Start of EXTRACTED DATA

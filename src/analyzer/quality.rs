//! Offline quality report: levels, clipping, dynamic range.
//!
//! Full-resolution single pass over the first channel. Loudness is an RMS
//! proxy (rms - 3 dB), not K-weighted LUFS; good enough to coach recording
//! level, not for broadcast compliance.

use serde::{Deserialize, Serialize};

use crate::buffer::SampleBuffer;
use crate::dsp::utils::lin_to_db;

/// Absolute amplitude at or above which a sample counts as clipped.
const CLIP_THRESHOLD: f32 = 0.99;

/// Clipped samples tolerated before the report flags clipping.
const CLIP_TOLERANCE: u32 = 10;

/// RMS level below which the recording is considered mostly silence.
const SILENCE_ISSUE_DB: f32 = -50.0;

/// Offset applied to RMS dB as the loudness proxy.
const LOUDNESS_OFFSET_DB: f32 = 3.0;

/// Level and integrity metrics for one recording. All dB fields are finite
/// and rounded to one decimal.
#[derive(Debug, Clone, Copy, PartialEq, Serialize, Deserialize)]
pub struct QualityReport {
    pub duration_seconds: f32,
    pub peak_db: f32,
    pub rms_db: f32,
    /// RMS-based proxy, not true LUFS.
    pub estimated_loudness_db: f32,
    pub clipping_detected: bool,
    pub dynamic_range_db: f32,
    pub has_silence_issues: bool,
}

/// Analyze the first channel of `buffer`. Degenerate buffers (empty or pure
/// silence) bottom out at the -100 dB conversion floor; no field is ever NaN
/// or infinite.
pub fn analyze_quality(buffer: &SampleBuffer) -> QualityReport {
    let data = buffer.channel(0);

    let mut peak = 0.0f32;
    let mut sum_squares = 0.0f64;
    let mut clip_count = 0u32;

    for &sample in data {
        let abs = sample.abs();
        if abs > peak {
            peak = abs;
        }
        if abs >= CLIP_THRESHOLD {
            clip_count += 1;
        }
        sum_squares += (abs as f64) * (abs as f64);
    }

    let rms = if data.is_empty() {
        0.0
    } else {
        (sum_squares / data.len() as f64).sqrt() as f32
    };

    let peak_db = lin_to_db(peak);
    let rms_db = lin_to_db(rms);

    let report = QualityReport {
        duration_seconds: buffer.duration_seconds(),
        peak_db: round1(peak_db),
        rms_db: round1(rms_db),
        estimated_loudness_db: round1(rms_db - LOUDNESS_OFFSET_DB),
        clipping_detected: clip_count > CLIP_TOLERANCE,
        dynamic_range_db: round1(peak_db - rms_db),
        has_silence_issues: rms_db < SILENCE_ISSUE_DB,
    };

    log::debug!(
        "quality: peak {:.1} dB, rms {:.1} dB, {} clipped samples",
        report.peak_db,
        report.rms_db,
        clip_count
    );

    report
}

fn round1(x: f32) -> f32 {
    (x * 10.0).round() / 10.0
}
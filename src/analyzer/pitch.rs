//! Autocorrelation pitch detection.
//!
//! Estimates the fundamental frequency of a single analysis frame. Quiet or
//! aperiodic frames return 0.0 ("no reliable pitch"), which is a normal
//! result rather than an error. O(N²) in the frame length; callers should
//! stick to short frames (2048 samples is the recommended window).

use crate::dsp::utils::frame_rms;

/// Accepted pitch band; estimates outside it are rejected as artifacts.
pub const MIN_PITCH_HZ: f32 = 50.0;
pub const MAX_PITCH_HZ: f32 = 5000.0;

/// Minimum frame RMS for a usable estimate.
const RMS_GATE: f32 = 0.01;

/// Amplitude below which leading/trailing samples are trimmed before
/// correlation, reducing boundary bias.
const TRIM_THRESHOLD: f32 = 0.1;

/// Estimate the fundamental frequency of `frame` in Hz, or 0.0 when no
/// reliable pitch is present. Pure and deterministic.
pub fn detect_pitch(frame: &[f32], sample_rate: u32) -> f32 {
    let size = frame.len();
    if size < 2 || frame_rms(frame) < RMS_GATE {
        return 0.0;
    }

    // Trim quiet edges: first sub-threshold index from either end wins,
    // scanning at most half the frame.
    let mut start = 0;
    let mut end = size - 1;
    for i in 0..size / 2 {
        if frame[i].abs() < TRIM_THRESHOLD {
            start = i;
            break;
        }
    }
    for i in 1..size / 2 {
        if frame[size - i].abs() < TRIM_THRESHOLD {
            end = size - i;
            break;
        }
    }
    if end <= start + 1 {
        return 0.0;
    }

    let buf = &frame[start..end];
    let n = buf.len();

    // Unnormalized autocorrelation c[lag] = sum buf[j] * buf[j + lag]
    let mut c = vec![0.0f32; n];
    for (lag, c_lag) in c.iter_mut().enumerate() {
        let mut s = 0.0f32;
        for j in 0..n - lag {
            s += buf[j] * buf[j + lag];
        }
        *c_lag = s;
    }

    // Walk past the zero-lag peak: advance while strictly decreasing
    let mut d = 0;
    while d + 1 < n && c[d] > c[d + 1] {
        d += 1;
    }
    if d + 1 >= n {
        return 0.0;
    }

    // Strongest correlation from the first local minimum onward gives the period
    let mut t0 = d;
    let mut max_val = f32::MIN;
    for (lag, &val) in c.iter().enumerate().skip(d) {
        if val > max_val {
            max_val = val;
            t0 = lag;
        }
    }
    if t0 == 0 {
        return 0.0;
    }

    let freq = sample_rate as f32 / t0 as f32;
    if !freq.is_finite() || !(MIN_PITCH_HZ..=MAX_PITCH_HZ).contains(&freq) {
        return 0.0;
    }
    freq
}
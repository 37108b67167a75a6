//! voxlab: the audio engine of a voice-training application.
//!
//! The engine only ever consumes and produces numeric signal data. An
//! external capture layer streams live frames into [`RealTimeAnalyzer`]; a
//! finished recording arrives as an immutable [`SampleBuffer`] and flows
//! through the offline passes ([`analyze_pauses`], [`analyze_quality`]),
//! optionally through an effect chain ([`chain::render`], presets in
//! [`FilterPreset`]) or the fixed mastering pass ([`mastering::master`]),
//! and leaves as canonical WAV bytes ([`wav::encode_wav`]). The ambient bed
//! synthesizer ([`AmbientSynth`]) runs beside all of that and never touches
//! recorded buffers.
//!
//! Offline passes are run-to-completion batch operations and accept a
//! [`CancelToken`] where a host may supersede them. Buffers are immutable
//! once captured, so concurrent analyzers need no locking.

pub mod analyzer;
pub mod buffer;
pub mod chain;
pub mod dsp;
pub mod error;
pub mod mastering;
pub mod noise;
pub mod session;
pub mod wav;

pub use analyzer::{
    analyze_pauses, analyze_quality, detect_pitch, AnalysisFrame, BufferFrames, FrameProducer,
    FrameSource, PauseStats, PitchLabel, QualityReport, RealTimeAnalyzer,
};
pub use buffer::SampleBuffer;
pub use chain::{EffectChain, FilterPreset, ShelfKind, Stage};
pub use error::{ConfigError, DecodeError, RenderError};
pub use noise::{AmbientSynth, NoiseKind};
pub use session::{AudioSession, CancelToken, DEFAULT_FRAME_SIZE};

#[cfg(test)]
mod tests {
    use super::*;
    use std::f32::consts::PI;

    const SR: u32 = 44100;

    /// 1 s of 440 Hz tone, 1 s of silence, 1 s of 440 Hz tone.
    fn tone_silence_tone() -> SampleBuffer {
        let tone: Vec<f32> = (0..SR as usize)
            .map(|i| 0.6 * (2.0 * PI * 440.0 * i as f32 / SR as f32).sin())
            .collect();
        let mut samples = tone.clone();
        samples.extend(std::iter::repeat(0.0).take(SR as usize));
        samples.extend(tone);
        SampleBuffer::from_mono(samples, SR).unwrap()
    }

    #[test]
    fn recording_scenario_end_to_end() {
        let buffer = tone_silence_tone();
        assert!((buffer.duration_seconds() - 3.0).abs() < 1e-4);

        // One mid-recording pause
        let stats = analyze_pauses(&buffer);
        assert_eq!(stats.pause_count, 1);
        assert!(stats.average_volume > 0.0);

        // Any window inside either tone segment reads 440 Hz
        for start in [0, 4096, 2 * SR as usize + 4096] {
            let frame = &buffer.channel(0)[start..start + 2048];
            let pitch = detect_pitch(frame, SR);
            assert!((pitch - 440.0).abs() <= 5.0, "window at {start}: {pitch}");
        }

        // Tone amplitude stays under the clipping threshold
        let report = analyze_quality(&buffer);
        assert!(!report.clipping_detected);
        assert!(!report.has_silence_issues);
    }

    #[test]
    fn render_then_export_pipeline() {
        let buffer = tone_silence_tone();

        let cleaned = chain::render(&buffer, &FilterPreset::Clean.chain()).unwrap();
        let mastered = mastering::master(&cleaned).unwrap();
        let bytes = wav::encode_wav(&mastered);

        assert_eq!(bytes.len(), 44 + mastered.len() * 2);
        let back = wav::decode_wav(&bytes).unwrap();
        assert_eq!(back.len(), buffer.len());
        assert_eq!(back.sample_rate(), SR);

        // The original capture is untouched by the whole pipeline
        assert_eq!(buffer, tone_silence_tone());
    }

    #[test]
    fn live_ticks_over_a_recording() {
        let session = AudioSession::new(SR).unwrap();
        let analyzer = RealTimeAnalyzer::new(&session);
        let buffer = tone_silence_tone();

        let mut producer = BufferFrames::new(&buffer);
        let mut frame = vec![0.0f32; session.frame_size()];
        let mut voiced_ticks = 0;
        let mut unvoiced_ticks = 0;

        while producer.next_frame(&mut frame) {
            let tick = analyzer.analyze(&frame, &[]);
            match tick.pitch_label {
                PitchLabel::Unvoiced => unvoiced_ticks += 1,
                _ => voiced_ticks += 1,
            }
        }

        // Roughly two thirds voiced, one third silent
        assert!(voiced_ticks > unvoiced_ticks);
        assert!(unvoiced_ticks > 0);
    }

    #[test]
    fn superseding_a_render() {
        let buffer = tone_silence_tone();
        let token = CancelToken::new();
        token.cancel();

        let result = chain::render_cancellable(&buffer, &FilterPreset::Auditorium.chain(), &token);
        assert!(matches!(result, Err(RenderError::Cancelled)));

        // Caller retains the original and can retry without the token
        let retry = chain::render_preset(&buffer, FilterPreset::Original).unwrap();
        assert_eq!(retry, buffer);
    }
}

End of EXTRACTED DATA

Check each line above for the string "extend" and copy those that have it.

        samples.extend(std::iter::repeat(0.0).take(SR as usize));
        samples.extend(tone);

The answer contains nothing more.